Supported operators: = > < >= <= <> != <=>
Example:
SELECT * FROM t1
WHERE (col1, col2) = (SELECT col3, col4 FROM t2 WHERE id = 10);
SELECT * FROM t1
WHERE ROW(col1, col2) = (SELECT col3, col4 FROM t2 WHERE id = 10);The two statements above are equivalent. Rows from t1 are returned only when:
The subquery returns exactly one row. An error is reported if it returns multiple rows.
The values returned by the subquery (
col3,col4) equal the values in the primary table (col1,col2).
Correlated subqueries
A correlated subquery references a column from the outer query. The subquery is re-evaluated for each row of the outer query.
Example:
SELECT * FROM t1
WHERE column1 = ANY (SELECT column1 FROM t2
WHERE t2.column2 = t1.column2);In this example, t2.column2 = t1.column2 references t1.column2 from the outer query, making this a correlated subquery.
Derived tables (subqueries in a FROM clause)
A derived table is a subquery used in a FROM clause. It must have an alias.
Syntax:
SELECT ... FROM (subquery) [AS] tbl_name ...Constraints:
A derived table must have an alias.
A derived table can return a scalar, a column, a row, or a table.

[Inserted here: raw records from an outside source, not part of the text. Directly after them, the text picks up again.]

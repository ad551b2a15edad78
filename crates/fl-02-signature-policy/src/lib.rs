//! # Signature Policy (FL-02)
//!
//! Decides which messages must be signed on the way out and verified on
//! the way in, and does the signing and verification.
//!
//! ## Architecture
//!
//! - **Domain Layer** (`domain/`): rules, keys, canonical bytes, config
//! - **Ports Layer** (`ports/`): [`SignaturePolicyApi`]
//! - **Service Layer** (`service.rs`): [`SignaturePolicy`], an atomically
//!   swappable snapshot of rules and keys
//!
//! ## Security Notes
//!
//! - Verification requires at least one signature, and every attached
//!   signature must come from an accepted key and verify.
//! - A failed evaluation never modifies the envelope.
//! - HMAC verification is constant-time.

pub mod domain;
pub mod ports;
pub mod service;

pub use domain::canonical::canonical_bytes;
pub use domain::config::{KeyConfig, SignaturesConfig};
pub use domain::errors::PolicyError;
pub use domain::keys::{KeyStore, SigningKey, VerifyingKey};
pub use domain::rules::{ActionPattern, Direction, SignatureRequirement, SignatureRule};
pub use ports::inbound::{SignResult, SignaturePolicyApi};
pub use service::{PolicySnapshot, SignaturePolicy};
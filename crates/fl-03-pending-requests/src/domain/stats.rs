//! Table statistics.

use std::sync::atomic::{AtomicU64, Ordering};

/// Counters for table transitions.
#[derive(Debug, Default)]
pub struct PendingStats {
    /// Requests registered.
    pub total_registered: AtomicU64,
    /// Requests answered with a response.
    pub total_completed: AtomicU64,
    /// Requests answered with an error frame or failed by the transport.
    pub total_errored: AtomicU64,
    /// Requests that hit their deadline.
    pub total_timeouts: AtomicU64,
    /// Requests abandoned by their caller.
    pub total_cancelled: AtomicU64,
    /// Replies for ids with no entry.
    pub total_discarded: AtomicU64,
}

/// Point-in-time copy of [`PendingStats`].
#[derive(Debug, Clone, Copy, Default, PartialEq, Eq)]
pub struct PendingStatsSnapshot {
    pub registered: u64,
    pub completed: u64,
    pub errored: u64,
    pub timeouts: u64,
    pub cancelled: u64,
    pub discarded: u64,
}

impl PendingStats {
    #[must_use]
    pub fn snapshot(&self) -> PendingStatsSnapshot {
        PendingStatsSnapshot {
            registered: self.total_registered.load(Ordering::Relaxed),
            completed: self.total_completed.load(Ordering::Relaxed),
            errored: self.total_errored.load(Ordering::Relaxed),
            timeouts: self.total_timeouts.load(Ordering::Relaxed),
            cancelled: self.total_cancelled.load(Ordering::Relaxed),
            discarded: self.total_discarded.load(Ordering::Relaxed),
        }
    }
}

impl PendingStatsSnapshot {
    /// Entries that reached a terminal state.
    #[must_use]
    pub fn terminated(&self) -> u64 {
        self.completed + self.errored + self.timeouts + self.cancelled
    }
}
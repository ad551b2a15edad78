//! # Policy Configuration
//!
//! Serde shapes for loading rules and keys from the adapter configuration.

use crate::domain::rules::{SignatureRequirement, SignatureRule};
use fl_01_envelope::SignatureAlgorithm;
use serde::{Deserialize, Serialize};

/// One configured key.
///
/// HMAC keys need `secretHex`. Ed25519 keys need `secretHex` (a 32-byte
/// seed, making the key usable for signing) or `publicHex` (verification
/// only).
#[derive(Debug, Clone, PartialEq, Eq, Serialize, Deserialize)]
#[serde(rename_all = "camelCase")]
pub struct KeyConfig {
    pub id: String,
    pub algorithm: SignatureAlgorithm,
    #[serde(default, skip_serializing_if = "Option::is_none")]
    pub secret_hex: Option<String>,
    #[serde(default, skip_serializing_if = "Option::is_none")]
    pub public_hex: Option<String>,
}

/// The `signatures` configuration section.
#[derive(Debug, Clone, Default, PartialEq, Eq, Serialize, Deserialize)]
#[serde(default, rename_all = "camelCase")]
pub struct SignaturesConfig {
    /// Requirement for messages no rule matches.
    pub default_requirement: SignatureRequirement,
    /// Rules in evaluation order.
    pub rules: Vec<SignatureRule>,
    pub keys: Vec<KeyConfig>,
}
//! # Policy Errors

use shared_crypto::CryptoError;
use thiserror::Error;

/// Errors building or applying a signature policy.
#[derive(Debug, Clone, PartialEq, Eq, Error)]
pub enum PolicyError {
    /// A rule or signature names a key the store does not hold.
    #[error("unknown key: {0}")]
    UnknownKey(String),

    /// A signature names a key the matching rule does not accept.
    #[error("key {0} is not accepted for this message")]
    UntrustedKey(String),

    /// Verification required but the message carries no signature.
    #[error("message is not signed")]
    MissingSignature,

    /// Signing required but no signing key is available.
    #[error("no signing key configured")]
    NoSigningKey,

    /// Two configured keys share an id.
    #[error("duplicate key id: {0}")]
    DuplicateKey(String),

    /// Key configuration is incomplete or inconsistent.
    #[error("invalid key {id}: {reason}")]
    InvalidKey { id: String, reason: String },

    /// An action pattern could not be parsed.
    #[error("invalid action pattern {0:?}")]
    InvalidPattern(String),

    /// The payload could not be brought into canonical form.
    #[error("payload is not canonicalizable: {0}")]
    Canonicalization(String),

    /// Underlying cryptographic failure.
    #[error(transparent)]
    Crypto(#[from] CryptoError),
}
//! # Pending Requests
//!
//! Correlates outbound requests with the frames that answer them.
//!
//! ```text
//!   register(id) ──► [ (initiator, id) → entry ] ──► Waiter
//!                                │
//!          resolve / fail / cancel / timeout / connection closed
//!                                │
//!                                ▼
//!               entry removed, waiter settled exactly once
//! ```
//!
//! The table is shared by every connection of an adapter. Requests this
//! node relays on behalf of a peer live in the same table, tagged with
//! [`Origin::Forwarded`], so a relay answers late or duplicate responses
//! exactly as an originating node does. Each peer a relay serves keeps its
//! own correlation id space.

pub mod domain;
pub mod service;
pub mod waiter;

pub use domain::entry::{Origin, PendingInfo, PendingKey, PendingOutcome, Reply};
pub use domain::errors::PendingError;
pub use domain::stats::{PendingStats, PendingStatsSnapshot};
pub use service::PendingRequestTable;
pub use waiter::Waiter;
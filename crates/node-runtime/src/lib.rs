//! # Node Runtime Library
//!
//! Configuration loading and node assembly behind the `node-runtime`
//! binary, exposed for tests and embedding.
//!
//! - `config` - `AdapterConfig` from file plus environment overrides
//! - `builtin` - handlers every node answers
//! - `runtime` - [`NodeRuntime`]: startup, event logging, shutdown

pub mod builtin;
pub mod config;
pub mod runtime;

pub use config::{load_config, load_config_from};
pub use runtime::NodeRuntime;
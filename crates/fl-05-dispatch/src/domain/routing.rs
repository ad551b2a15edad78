//! # Routing Table
//!
//! Maps node ids to the connection that leads toward them. A direct peer
//! maps to its own connection; a node behind a relay maps to the relay's
//! connection. The optional default route catches everything else (a
//! device's uplink, for example).

use dashmap::DashMap;
use fl_01_envelope::Request;
use parking_lot::RwLock;
use shared_types::{ConnectionId, NodeId, SourceRouting};
use tracing::debug;

/// Next hop chosen for a request.
#[derive(Debug, Clone, PartialEq, Eq)]
pub struct Route {
    pub next_hop: NodeId,
    pub connection: ConnectionId,
}

#[derive(Debug, Default)]
pub struct RoutingTable {
    routes: DashMap<NodeId, ConnectionId>,
    default: RwLock<Option<ConnectionId>>,
}

impl RoutingTable {
    #[must_use]
    pub fn new() -> Self {
        Self::default()
    }

    /// Reach `node` through `connection`, replacing any earlier route.
    pub fn add_route(&self, node: NodeId, connection: ConnectionId) {
        debug!(node = %node, connection = %connection, "Route added");
        self.routes.insert(node, connection);
    }

    pub fn remove_route(&self, node: &NodeId) -> Option<ConnectionId> {
        self.routes.remove(node).map(|(_, connection)| connection)
    }

    /// Route everything without an explicit entry through `connection`.
    pub fn set_default_route(&self, connection: Option<ConnectionId>) {
        *self.default.write() = connection;
    }

    /// Drop every route through `connection`. Returns how many went.
    pub fn remove_connection(&self, connection: ConnectionId) -> usize {
        let before = self.routes.len();
        self.routes.retain(|_, c| *c != connection);
        let mut default = self.default.write();
        if *default == Some(connection) {
            *default = None;
        }
        before - self.routes.len()
    }

    /// Connection toward `node`, falling back to the default route.
    #[must_use]
    pub fn lookup(&self, node: &NodeId) -> Option<ConnectionId> {
        self.routes
            .get(node)
            .map(|entry| *entry.value())
            .or_else(|| *self.default.read())
    }

    #[must_use]
    pub fn default_route(&self) -> Option<ConnectionId> {
        *self.default.read()
    }

    /// Next hop and connection for `request` as seen from `local`.
    #[must_use]
    pub fn resolve(&self, request: &Request, local: &NodeId) -> Option<Route> {
        self.resolve_routing(request.header.routing.as_ref()?, local)
    }

    /// Next hop and connection for `routing` as seen from `local`.
    ///
    /// Explicit paths name the hop after `local`; plain destinations are
    /// looked up directly.
    #[must_use]
    pub fn resolve_routing(&self, routing: &SourceRouting, local: &NodeId) -> Option<Route> {
        let next_hop = routing.next_hop(local)?.clone();
        let connection = self.lookup(&next_hop)?;
        Some(Route {
            next_hop,
            connection,
        })
    }

    #[must_use]
    pub fn len(&self) -> usize {
        self.routes.len()
    }

    #[must_use]
    pub fn is_empty(&self) -> bool {
        self.routes.is_empty()
    }
}
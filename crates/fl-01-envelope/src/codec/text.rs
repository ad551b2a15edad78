//! Text framing: one JSON array per frame.

use crate::domain::envelope::{Envelope, ErrorFrame, MessageKind, Request, Response};
use crate::domain::errors::{EncodeError, MalformedFrame, MalformedReason};
use crate::domain::header::Header;
use crate::domain::payload::Payload;
use serde_json::value::RawValue;
use shared_types::{CorrelationId, ErrorCode};

pub(crate) fn parse(text: &str) -> Result<Envelope, MalformedFrame> {
    if text.trim().is_empty() {
        return Err(MalformedFrame::new(MalformedReason::Empty));
    }

    let elements: Vec<&RawValue> = serde_json::from_str(text)
        .map_err(|e| MalformedFrame::new(MalformedReason::NotAnArray(e.to_string())))?;

    // Recovered before anything else can fail so the sender can be answered.
    let correlation_id = elements
        .get(1)
        .and_then(|raw| serde_json::from_str::<String>(raw.get()).ok())
        .map(CorrelationId::from);

    let Some(type_raw) = elements.first() else {
        return Err(MalformedFrame::new(MalformedReason::WrongArity {
            expected: "at least 3",
            found: 0,
        }));
    };

    let type_id = serde_json::from_str::<u64>(type_raw.get()).map_err(|_| {
        MalformedFrame::new(MalformedReason::InvalidField {
            field: "messageTypeId",
            detail: format!("expected an integer, found {}", type_raw.get()),
        })
        .with_context(correlation_id.clone(), None)
    })?;

    let kind = MessageKind::from_type_id(type_id).ok_or_else(|| {
        MalformedFrame::new(MalformedReason::UnsupportedMessageType(type_id.to_string()))
            .with_context(correlation_id.clone(), None)
    })?;

    let fail = |reason| MalformedFrame::new(reason).with_context(correlation_id.clone(), Some(kind));

    let (min, max, expected) = match kind {
        MessageKind::Request => (4, 5, "4 or 5"),
        MessageKind::Response => (3, 4, "3 or 4"),
        MessageKind::RequestError | MessageKind::ResponseError => (5, 6, "5 or 6"),
    };
    if elements.len() < min || elements.len() > max {
        return Err(fail(MalformedReason::WrongArity {
            expected,
            found: elements.len(),
        }));
    }

    let id = correlation_id.clone().ok_or_else(|| {
        fail(MalformedReason::InvalidField {
            field: "correlationId",
            detail: "expected a string".into(),
        })
    })?;

    let envelope = match kind {
        MessageKind::Request => Envelope::Request(Request {
            correlation_id: id,
            action: string_field(elements[2], "action").map_err(fail)?,
            payload: json_field(elements[3]),
            header: header_field(elements.get(4).copied()).map_err(fail)?,
        }),
        MessageKind::Response => Envelope::Response(Response {
            correlation_id: id,
            payload: json_field(elements[2]),
            header: header_field(elements.get(3).copied()).map_err(fail)?,
        }),
        MessageKind::RequestError | MessageKind::ResponseError => {
            let error = ErrorFrame {
                correlation_id: id,
                code: ErrorCode::from(string_field(elements[2], "errorCode").map_err(fail)?),
                description: string_field(elements[3], "errorDescription").map_err(fail)?,
                details: json_field(elements[4]),
                header: header_field(elements.get(5).copied()).map_err(fail)?,
            };
            if kind == MessageKind::RequestError {
                Envelope::RequestError(error)
            } else {
                Envelope::ResponseError(error)
            }
        }
    };

    Ok(envelope)
}

fn string_field(raw: &RawValue, field: &'static str) -> Result<String, MalformedReason> {
    serde_json::from_str(raw.get()).map_err(|_| MalformedReason::InvalidField {
        field,
        detail: format!("expected a string, found {}", raw.get()),
    })
}

fn json_field(raw: &RawValue) -> Payload {
    Payload::from_validated_json(raw.get().to_string())
}

fn header_field(raw: Option<&RawValue>) -> Result<Header, MalformedReason> {
    match raw {
        None => Ok(Header::default()),
        Some(raw) => serde_json::from_str(raw.get()).map_err(|e| MalformedReason::InvalidField {
            field: "header",
            detail: e.to_string(),
        }),
    }
}

pub(crate) fn encode(envelope: &Envelope) -> Result<String, EncodeError> {
    let payload = envelope.payload();
    let mut out = String::with_capacity(64 + payload.as_bytes().len());

    out.push('[');
    out.push_str(&envelope.kind().type_id().to_string());
    push_string(&mut out, envelope.correlation_id().as_str(), "correlationId")?;

    match envelope {
        Envelope::Request(request) => {
            push_string(&mut out, &request.action, "action")?;
        }
        Envelope::Response(_) => {}
        Envelope::RequestError(error) | Envelope::ResponseError(error) => {
            push_string(&mut out, error.code.as_str(), "errorCode")?;
            push_string(&mut out, &error.description, "errorDescription")?;
        }
    }

    let json = payload.as_json().ok_or(EncodeError::Serialize {
        field: "payload",
        detail: "binary payload cannot be carried in a text frame".into(),
    })?;
    out.push(',');
    out.push_str(json);

    let header = envelope.header();
    if !header.is_empty() {
        let header_json = serde_json::to_string(header).map_err(|e| EncodeError::Serialize {
            field: "header",
            detail: e.to_string(),
        })?;
        out.push(',');
        out.push_str(&header_json);
    }

    out.push(']');
    Ok(out)
}

fn push_string(out: &mut String, value: &str, field: &'static str) -> Result<(), EncodeError> {
    let quoted = serde_json::to_string(value).map_err(|e| EncodeError::Serialize {
        field,
        detail: e.to_string(),
    })?;
    out.push(',');
    out.push_str(&quoted);
    Ok(())
}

Derived tables cannot be correlated subqueries — they cannot reference columns from outer queries.
Examples:
Create a table and insert data:
CREATE TABLE t1 (s1 INT, s2 CHAR(5), s3 FLOAT);
INSERT INTO t1 VALUES (1, '1', 1.0);
INSERT INTO t1 VALUES (2, '2', 2.0);Query rows where sb1 > 1. The result is 2, '2', 4.0:
SELECT sb1, sb2, sb3
FROM (SELECT s1 AS sb1, s2 AS sb2, s3 * 2 AS sb3 FROM t1) AS sb
WHERE sb1 > 1;Aggregate functions cannot be nested directly. The following statement returns an error:
-- Error: aggregate functions cannot be nested
SELECT AVG(SUM(s1)) FROM t1 GROUP BY s1;Use a derived table to compute the average of grouped sums instead. The result is 1.5000:
SELECT AVG(sum_s1)
FROM (SELECT SUM(s1) AS sum_s1 FROM t1 GROUP BY s1) AS t1;